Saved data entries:
::::::

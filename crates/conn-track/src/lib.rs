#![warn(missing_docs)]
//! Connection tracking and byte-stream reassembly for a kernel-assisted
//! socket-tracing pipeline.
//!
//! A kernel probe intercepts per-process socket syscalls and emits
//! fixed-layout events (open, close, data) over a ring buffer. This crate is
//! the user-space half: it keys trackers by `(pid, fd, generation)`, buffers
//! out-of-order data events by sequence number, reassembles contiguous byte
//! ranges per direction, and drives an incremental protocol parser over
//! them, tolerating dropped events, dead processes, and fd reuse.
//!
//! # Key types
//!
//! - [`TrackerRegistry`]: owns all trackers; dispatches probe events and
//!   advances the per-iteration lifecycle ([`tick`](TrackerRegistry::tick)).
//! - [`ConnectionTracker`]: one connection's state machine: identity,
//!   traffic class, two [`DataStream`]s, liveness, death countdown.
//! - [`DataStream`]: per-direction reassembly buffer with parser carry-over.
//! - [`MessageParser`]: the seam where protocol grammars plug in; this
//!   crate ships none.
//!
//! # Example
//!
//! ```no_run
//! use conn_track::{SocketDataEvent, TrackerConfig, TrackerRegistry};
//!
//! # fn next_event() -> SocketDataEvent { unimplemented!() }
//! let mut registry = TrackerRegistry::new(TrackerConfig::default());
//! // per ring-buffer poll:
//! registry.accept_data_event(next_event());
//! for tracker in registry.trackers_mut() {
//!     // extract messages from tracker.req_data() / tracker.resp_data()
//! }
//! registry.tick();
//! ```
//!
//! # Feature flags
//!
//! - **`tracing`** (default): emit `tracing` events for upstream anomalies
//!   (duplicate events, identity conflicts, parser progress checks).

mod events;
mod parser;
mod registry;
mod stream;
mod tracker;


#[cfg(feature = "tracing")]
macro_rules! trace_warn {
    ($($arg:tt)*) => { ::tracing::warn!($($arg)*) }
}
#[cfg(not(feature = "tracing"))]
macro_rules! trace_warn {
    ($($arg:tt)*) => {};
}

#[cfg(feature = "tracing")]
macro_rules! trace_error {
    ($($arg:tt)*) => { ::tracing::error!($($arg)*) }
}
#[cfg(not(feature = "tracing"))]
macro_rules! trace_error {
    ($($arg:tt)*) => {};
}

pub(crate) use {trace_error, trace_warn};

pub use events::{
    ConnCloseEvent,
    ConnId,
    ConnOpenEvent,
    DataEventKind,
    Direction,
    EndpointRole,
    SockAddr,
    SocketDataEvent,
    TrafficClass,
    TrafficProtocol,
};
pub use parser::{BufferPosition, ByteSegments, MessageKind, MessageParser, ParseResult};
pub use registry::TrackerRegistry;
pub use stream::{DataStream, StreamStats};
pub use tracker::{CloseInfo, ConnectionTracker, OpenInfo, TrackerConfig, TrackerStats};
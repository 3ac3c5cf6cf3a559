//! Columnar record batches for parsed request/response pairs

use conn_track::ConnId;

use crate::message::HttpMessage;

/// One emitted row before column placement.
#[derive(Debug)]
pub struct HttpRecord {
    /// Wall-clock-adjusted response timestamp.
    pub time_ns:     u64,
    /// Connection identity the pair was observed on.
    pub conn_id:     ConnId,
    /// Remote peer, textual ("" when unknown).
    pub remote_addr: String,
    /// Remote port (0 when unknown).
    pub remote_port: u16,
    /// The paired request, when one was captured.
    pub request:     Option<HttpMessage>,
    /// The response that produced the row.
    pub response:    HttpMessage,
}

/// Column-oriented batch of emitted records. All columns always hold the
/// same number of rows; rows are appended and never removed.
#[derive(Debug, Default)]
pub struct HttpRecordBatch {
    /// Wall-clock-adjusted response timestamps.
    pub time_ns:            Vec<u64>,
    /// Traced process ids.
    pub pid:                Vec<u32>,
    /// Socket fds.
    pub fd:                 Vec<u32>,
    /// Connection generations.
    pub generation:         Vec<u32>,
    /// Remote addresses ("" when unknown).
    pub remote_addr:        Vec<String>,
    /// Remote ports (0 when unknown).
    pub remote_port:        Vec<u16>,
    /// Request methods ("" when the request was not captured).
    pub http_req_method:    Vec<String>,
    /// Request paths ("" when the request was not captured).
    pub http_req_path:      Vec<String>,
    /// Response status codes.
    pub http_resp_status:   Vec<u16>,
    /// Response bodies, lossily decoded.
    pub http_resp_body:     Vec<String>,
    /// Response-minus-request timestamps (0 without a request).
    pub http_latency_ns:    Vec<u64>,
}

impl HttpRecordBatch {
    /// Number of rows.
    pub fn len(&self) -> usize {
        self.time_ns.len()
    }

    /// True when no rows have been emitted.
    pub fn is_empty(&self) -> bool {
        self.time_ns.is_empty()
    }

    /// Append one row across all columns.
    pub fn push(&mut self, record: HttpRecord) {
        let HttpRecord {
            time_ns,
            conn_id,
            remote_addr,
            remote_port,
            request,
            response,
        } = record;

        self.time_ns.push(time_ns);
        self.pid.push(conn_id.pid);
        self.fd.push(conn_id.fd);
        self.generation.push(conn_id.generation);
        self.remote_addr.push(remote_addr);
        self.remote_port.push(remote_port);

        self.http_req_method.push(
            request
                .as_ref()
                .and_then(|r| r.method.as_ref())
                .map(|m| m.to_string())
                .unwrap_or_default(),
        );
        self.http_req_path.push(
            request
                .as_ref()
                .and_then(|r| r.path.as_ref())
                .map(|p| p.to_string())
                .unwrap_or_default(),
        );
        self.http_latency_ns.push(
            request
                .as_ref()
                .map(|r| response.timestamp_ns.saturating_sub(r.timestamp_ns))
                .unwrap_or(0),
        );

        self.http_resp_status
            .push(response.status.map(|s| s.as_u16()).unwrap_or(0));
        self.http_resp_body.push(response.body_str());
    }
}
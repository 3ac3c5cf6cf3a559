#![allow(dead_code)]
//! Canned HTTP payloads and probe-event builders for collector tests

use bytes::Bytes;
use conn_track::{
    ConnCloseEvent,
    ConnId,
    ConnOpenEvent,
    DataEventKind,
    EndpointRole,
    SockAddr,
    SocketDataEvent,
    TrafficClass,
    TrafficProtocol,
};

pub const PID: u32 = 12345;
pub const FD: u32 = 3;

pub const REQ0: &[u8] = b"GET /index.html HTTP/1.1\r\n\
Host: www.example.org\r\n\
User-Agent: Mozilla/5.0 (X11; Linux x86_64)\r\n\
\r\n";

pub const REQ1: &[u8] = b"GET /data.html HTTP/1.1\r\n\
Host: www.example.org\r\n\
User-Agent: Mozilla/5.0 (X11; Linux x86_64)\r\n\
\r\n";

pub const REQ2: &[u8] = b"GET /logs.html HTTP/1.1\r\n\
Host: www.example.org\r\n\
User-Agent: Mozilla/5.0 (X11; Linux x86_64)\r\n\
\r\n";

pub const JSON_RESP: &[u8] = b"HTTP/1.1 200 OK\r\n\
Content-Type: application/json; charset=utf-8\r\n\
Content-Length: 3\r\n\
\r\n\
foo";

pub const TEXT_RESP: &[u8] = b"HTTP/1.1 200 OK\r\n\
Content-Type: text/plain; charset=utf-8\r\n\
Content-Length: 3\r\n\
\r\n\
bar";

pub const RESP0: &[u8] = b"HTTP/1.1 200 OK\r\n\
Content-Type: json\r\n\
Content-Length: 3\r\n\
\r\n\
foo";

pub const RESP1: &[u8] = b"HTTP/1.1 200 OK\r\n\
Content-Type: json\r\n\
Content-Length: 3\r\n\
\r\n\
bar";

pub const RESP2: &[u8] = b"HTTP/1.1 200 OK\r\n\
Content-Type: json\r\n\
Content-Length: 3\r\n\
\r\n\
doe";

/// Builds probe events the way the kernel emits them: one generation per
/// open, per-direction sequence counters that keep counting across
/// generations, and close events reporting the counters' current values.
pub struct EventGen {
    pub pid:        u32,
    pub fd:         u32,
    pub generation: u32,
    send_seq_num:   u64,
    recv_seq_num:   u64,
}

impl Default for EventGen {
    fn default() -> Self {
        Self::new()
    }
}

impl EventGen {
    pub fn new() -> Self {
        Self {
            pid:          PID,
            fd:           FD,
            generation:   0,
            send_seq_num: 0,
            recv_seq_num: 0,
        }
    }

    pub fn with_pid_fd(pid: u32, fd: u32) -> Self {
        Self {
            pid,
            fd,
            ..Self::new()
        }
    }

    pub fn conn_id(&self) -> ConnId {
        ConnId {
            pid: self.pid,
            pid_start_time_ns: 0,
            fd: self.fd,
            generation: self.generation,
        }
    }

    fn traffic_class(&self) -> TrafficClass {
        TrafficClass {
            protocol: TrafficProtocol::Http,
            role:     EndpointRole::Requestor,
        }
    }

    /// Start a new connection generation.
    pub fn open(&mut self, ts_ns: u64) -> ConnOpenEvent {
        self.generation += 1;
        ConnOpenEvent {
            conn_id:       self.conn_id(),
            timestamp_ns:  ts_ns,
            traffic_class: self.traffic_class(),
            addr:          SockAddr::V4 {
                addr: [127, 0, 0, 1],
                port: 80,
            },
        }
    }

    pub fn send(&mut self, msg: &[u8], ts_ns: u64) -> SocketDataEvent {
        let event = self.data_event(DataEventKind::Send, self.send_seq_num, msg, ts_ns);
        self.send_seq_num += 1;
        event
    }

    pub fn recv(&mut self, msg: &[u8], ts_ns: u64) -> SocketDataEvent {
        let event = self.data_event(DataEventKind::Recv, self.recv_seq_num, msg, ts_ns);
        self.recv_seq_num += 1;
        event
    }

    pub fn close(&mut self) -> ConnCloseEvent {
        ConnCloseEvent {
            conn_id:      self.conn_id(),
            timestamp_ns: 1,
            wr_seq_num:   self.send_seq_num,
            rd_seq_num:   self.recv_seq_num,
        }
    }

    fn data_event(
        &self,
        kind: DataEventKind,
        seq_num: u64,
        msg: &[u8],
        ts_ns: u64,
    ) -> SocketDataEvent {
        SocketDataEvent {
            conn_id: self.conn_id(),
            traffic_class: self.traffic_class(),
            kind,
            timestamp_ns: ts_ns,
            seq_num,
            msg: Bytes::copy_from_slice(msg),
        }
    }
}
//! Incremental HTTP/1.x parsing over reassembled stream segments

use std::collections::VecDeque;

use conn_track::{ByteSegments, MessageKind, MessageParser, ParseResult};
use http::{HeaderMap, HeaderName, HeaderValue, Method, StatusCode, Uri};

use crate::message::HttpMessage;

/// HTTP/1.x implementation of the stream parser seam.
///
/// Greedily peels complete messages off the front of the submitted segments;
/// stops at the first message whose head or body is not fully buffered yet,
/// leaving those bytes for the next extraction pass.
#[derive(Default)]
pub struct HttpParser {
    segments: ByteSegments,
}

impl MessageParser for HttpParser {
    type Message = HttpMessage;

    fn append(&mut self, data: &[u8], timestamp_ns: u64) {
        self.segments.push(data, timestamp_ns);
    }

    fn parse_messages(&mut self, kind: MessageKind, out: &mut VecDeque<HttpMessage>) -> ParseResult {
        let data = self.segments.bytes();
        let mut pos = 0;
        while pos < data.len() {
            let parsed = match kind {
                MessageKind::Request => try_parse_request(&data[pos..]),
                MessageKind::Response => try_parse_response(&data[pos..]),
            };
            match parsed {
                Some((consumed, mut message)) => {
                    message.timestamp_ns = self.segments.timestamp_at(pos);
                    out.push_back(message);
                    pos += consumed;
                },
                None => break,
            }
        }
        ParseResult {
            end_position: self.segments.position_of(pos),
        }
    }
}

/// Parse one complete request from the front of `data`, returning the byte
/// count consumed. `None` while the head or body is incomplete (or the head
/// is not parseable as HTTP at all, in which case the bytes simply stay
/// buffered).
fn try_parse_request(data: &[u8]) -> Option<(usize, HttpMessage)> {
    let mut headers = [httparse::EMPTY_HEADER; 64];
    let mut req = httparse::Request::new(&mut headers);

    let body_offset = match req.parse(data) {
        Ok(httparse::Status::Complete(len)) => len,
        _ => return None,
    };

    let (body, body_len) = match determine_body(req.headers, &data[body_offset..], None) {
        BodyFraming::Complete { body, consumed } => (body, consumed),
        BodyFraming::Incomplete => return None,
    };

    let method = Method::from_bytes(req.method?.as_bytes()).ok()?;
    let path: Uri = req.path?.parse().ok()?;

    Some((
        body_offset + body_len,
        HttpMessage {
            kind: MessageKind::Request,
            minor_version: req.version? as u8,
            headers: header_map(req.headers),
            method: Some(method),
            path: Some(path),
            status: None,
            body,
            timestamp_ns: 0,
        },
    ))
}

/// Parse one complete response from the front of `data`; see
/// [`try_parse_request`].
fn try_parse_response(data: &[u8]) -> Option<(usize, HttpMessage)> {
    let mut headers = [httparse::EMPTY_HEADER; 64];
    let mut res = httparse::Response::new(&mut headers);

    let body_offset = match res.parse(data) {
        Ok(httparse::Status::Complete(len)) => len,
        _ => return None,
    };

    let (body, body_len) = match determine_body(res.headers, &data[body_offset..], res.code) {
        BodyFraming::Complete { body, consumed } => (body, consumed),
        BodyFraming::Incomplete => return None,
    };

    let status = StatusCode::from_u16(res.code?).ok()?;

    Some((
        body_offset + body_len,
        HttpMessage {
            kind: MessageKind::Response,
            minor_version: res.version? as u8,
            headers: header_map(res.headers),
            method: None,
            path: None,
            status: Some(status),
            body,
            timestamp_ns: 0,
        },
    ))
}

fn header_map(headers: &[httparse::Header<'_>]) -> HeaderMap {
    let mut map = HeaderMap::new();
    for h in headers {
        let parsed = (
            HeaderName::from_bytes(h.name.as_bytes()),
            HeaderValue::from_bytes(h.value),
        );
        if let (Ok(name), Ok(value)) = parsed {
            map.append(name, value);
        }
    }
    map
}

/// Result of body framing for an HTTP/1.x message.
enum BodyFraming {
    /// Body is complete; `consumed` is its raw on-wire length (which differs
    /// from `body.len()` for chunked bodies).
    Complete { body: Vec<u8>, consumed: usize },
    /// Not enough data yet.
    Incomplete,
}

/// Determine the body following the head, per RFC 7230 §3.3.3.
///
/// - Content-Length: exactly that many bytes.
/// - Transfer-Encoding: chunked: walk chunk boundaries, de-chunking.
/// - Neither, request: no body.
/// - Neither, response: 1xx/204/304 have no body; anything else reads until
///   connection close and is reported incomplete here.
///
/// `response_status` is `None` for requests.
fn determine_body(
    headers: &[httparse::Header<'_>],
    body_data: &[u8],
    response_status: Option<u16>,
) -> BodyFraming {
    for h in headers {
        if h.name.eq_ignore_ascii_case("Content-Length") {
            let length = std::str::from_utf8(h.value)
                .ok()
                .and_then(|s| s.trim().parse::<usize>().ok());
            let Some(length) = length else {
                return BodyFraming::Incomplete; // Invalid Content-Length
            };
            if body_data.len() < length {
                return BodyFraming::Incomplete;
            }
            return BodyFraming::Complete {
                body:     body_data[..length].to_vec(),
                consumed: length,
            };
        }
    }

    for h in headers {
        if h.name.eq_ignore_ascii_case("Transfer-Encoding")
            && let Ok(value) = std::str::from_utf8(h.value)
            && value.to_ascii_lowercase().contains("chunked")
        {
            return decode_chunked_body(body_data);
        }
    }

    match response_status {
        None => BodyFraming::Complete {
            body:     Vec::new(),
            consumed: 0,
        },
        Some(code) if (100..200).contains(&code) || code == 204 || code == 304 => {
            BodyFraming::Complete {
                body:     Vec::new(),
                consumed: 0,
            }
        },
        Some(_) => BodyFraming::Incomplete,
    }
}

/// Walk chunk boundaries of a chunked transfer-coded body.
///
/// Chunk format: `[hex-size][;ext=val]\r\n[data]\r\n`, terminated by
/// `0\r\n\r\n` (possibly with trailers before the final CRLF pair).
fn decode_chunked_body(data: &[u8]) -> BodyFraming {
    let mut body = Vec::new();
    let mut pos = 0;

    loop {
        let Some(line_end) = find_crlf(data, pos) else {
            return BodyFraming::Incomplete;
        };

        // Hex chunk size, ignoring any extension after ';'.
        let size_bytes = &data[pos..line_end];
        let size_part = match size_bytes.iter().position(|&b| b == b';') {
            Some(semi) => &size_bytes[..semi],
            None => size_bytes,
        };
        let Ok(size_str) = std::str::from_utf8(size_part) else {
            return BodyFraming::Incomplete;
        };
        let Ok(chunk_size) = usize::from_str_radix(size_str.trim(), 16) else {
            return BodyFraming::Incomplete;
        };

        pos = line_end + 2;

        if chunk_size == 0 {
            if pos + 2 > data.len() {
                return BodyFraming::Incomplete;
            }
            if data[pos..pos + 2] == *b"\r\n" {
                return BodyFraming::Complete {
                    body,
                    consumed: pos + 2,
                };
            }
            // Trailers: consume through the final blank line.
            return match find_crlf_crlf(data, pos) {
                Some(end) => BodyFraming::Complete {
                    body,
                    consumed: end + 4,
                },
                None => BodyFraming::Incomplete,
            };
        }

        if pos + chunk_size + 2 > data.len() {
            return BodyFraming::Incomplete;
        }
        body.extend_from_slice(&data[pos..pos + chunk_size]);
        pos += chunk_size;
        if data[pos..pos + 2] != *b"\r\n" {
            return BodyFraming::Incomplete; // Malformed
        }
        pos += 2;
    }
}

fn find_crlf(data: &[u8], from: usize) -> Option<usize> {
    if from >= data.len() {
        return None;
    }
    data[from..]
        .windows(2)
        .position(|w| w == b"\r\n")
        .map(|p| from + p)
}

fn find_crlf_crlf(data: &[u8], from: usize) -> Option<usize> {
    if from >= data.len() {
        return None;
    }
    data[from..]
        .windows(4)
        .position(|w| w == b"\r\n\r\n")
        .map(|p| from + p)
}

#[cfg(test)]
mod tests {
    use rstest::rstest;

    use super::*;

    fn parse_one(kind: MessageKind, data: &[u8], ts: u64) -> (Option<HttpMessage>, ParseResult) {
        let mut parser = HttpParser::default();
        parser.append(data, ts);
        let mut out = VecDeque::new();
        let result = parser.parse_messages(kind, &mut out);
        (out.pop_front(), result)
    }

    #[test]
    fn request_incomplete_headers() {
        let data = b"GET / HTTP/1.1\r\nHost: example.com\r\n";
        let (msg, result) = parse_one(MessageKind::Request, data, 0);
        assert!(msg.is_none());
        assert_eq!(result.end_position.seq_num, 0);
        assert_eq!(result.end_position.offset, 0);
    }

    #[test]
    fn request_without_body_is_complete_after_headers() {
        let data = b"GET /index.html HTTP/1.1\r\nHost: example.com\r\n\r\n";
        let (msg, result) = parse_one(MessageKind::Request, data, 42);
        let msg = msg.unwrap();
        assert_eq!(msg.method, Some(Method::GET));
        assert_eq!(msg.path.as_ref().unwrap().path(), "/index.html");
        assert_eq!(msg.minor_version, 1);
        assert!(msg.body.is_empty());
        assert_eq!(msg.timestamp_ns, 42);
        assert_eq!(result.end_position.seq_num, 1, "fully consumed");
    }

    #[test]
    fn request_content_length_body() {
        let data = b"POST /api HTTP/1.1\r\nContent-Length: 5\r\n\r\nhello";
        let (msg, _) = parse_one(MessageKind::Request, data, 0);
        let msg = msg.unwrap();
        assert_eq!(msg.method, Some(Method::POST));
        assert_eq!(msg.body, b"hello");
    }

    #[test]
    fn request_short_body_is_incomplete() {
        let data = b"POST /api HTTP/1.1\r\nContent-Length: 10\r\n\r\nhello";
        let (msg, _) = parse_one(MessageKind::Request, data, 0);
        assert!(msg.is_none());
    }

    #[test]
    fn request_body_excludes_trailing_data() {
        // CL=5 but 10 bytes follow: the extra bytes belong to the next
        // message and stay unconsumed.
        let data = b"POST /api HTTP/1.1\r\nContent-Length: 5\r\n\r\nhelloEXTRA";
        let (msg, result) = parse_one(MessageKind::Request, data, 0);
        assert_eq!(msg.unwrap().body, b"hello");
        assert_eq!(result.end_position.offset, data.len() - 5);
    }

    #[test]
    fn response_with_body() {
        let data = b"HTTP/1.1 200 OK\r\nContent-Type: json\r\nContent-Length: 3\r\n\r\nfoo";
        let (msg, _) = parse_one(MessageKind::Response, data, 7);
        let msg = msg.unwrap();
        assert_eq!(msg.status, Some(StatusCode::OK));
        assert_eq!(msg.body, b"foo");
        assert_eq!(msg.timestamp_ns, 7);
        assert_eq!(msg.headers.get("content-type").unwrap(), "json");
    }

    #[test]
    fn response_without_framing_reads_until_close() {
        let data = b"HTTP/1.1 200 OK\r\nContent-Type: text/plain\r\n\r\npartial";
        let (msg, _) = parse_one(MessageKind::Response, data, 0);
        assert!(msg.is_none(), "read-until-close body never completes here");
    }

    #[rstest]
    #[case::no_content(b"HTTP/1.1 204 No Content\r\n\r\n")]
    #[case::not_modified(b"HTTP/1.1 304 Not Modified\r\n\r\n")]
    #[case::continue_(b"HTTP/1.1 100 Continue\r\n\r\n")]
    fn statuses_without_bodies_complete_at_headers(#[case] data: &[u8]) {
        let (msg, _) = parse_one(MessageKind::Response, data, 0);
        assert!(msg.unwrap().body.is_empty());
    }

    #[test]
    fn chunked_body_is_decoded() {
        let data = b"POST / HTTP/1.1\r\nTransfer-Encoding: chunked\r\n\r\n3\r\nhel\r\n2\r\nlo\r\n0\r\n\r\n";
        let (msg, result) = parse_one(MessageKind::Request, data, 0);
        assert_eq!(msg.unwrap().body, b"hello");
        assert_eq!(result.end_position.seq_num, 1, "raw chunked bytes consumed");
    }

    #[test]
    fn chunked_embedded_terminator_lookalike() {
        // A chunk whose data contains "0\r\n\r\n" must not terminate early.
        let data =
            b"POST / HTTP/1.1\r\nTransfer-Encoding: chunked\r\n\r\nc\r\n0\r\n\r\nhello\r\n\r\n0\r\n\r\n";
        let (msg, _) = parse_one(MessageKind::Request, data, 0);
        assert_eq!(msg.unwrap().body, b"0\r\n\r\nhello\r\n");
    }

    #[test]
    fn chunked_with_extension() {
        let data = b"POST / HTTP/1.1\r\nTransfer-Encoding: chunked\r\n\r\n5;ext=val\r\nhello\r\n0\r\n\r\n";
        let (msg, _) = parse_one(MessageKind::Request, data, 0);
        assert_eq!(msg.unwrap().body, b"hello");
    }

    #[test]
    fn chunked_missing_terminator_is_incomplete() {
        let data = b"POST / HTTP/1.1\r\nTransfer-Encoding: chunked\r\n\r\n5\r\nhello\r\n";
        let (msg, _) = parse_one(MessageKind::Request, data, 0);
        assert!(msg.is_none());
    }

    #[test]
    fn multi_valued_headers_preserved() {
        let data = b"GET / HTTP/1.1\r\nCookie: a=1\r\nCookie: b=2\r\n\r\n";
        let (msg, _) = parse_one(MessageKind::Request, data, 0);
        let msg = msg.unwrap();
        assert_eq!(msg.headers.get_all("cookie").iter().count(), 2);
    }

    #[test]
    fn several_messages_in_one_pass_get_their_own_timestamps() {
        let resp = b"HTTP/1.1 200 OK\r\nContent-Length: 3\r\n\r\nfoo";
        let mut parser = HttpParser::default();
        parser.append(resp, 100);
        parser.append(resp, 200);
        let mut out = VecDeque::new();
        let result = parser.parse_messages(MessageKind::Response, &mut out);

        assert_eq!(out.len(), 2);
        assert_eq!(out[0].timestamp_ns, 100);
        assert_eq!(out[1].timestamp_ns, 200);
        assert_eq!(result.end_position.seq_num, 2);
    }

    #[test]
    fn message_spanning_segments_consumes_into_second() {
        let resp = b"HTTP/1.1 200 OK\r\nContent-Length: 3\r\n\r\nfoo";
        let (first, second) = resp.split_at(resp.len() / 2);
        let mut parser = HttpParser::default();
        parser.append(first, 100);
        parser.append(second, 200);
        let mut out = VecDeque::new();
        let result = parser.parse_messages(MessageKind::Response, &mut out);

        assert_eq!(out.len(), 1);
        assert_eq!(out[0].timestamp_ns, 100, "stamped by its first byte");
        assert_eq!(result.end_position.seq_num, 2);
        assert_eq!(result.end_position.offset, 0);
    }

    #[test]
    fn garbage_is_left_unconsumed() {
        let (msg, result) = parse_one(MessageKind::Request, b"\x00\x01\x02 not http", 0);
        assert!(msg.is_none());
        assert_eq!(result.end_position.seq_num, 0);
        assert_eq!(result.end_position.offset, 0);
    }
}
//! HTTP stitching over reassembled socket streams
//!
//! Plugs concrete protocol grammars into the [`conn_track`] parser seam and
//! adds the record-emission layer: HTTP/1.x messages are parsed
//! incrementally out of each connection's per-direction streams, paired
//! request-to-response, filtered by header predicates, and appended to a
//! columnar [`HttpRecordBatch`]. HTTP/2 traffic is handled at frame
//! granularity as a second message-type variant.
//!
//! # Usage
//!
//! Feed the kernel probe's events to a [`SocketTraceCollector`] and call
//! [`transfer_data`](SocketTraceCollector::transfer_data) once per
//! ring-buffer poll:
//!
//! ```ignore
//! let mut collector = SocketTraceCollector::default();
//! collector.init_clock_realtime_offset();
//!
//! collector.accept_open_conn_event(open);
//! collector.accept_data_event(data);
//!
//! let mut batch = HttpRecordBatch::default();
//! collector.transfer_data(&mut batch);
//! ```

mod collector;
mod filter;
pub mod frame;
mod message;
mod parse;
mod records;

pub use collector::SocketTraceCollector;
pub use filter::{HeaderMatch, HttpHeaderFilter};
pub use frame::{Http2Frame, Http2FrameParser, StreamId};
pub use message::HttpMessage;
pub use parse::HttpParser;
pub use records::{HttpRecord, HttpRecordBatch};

::::::

- [WHAT IS BEING ASKED]:
Answer with nothing but the count of lines in the entries that hold the word "generations".

- [FINISHED EXERCISE]:
2